◆ BRIEF: At the line containing "let bbox = element.primary_box(policy);", begin retyping, and continue word for word until the records below run out.

◆ RECORDS FOR THIS EXERCISE:
━━━━━━━━
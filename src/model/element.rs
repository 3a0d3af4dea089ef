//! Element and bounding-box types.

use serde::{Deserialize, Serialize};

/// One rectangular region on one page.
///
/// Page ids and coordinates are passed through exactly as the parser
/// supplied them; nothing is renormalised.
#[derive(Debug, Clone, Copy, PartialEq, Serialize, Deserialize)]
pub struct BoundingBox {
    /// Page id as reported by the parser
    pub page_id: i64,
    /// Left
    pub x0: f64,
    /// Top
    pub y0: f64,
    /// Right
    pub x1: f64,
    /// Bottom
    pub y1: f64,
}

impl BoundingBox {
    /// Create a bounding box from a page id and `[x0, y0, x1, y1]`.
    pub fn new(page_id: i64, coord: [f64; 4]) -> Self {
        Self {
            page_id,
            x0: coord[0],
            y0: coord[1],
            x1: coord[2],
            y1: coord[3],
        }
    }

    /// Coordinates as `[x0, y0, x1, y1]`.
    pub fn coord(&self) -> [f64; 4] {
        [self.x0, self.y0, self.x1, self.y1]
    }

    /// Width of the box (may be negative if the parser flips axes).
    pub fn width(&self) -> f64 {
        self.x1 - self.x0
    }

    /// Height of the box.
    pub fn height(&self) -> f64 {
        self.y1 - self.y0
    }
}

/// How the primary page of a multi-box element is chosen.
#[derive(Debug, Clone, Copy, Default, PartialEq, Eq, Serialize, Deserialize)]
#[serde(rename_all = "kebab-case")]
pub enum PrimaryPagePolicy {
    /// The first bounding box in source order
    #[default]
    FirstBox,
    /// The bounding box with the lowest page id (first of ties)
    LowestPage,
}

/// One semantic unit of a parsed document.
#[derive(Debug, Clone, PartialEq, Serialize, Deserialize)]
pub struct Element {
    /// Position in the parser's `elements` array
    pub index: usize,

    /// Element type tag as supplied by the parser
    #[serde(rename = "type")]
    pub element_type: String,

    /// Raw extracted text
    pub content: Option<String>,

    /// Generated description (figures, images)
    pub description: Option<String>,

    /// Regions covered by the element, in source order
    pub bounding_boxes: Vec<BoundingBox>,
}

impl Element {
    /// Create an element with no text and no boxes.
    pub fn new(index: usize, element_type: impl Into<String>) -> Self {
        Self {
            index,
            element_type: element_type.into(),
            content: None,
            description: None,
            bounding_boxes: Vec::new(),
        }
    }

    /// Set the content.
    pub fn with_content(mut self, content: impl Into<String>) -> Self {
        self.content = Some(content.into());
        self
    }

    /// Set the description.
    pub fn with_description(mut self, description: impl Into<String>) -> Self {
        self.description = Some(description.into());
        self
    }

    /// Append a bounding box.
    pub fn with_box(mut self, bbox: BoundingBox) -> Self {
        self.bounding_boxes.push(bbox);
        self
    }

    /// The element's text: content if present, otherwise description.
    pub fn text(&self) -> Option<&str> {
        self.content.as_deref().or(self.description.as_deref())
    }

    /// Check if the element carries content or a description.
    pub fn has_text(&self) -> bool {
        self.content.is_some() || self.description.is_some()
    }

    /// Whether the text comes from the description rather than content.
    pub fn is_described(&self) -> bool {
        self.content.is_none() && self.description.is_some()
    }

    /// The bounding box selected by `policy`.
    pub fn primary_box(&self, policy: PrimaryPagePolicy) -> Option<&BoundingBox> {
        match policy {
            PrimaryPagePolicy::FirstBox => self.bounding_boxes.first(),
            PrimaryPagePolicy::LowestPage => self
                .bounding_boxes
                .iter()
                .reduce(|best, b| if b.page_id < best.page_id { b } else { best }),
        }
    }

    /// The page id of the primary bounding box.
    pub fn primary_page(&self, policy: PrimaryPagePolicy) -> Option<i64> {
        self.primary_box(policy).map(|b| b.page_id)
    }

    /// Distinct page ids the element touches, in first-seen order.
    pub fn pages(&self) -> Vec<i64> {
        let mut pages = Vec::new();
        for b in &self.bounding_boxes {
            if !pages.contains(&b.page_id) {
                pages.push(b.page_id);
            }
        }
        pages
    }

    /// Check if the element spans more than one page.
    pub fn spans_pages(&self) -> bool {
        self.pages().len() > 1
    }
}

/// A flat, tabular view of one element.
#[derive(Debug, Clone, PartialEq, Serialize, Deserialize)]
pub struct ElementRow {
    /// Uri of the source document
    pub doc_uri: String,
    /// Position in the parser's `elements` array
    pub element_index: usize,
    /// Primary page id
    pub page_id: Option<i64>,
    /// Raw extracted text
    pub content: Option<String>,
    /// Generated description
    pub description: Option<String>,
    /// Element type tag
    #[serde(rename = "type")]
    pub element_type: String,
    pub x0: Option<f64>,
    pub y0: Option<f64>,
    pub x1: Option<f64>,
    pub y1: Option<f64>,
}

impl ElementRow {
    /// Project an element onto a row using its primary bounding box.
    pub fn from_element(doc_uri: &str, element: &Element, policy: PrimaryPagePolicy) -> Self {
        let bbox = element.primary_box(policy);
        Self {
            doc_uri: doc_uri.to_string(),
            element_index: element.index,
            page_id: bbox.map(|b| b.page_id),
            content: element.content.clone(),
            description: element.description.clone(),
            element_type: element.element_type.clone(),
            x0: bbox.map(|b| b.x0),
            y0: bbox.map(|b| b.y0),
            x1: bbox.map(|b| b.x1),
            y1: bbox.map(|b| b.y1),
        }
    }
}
━━━━━━━━
◆ EXERCISE SOLUTION:
        let bbox = element.primary_box(policy);
        Self {
            doc_uri: doc_uri.to_string(),
            element_index: element.index,
            page_id: bbox.map(|b| b.page_id),
            content: element.content.clone(),
            description: element.description.clone(),
            element_type: element.element_type.clone(),
            x0: bbox.map(|b| b.x0),
            y0: bbox.map(|b| b.y0),
            x1: bbox.map(|b| b.x1),
            y1: bbox.map(|b| b.y1),
        }
    }
}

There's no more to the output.